2. Research Questions
In order to increase their impact and potential, as well as to receive new investment, startups in early-
stage should adopt the domain and optimization of SEO strategies. Startup founders usually hire
qualified specialists or develop SEO strategies on their own through social platforms or through other
digital channels, such as email marketing or social ads. These platforms are rich in UGC content, that
is, the content developed by users to express their opinions and to make comments about different
industries. Therefore, social platforms could be used to obtain a holistic picture about customer
satisfaction in a specific domain (Aswani et al., 2018).
The aim of the present study is to explore these discussions on SEO so that to acquire an in-depth
understanding of the dynamics of this niche industry for early-stage startups. In essence, the present
study continues the research started by Aswani et al. (2018) and extends it using the method presented
Saura and Bennett (2019). The insights generated by the proposed method of analysis can be used to
evaluate the SEO industry in early-stage startups and compare whether SEO in early-stage startups is
really important and worthwhile. The research questions addressed in the present study are as follows:
1. What are the dominant discussion themes on SEO in early-stage startups?
2. What are the dominant sentiments (positive, negative and neutral) in these discussions?
3. What is the structure of the network that participates in these discussions?
4. Are the startup CEOs satisfied with the goals achieved by their SEO strategies?

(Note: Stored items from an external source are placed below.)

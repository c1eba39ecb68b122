pub mod catalog_service;
pub mod folder_validator;
pub mod name_parser;
pub mod report_writer;

pub use catalog_service::{ApplyMode, CatalogService, LoadOutcome};
pub use folder_validator::FolderValidator;
pub use name_parser::NameParser;
pub use report_writer::ReportWriter;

5. If not, what are the drivers of dissatisfaction?
3. Methodology
The methodological process developed in the present study is based on the analysis of SEO in relation
to the research questions posed. As mentioned previously, social media (SM) have become a new
area for the investigation of both structured databases and unstructured databases (Aswani et al.,
2018). In previous studies, SM analysis has been effectively used to study stock price fluctuations,
disease prevention, event monitoring, election result predictions, disaster management, brand
management, public relations, public opinion polling, improvement of tourism services, solutions for
global warming or studies of promotions such as #BlackFriday (Aswani et al., 2018; Saura et al.,
2018a, 2019b; Arias et al., 2014; Chae, 2015; Hughes and Palen, 2009; Inauen and Schoeneborn,
2014; Joseph et al., 2017; Kim, 2014; Williams et al., 2013; Wu and Shen, 2015; Reyes-Menendez et
al., 2018).
In the present study, we used Twitter-based UGC to investigate whether early-state startups should
invest into the SEO strategies to increase their visibility in the Internet (Aswani et al., 2018).
During data collection, a total of 67,126 tweets with hashtags #SEO and #Startups were downloaded
from the public Twitter API over a period of 6 days (April 12-19, 2019). Afterwards, the database
was filtered and cleaned to improve the robustness of the data.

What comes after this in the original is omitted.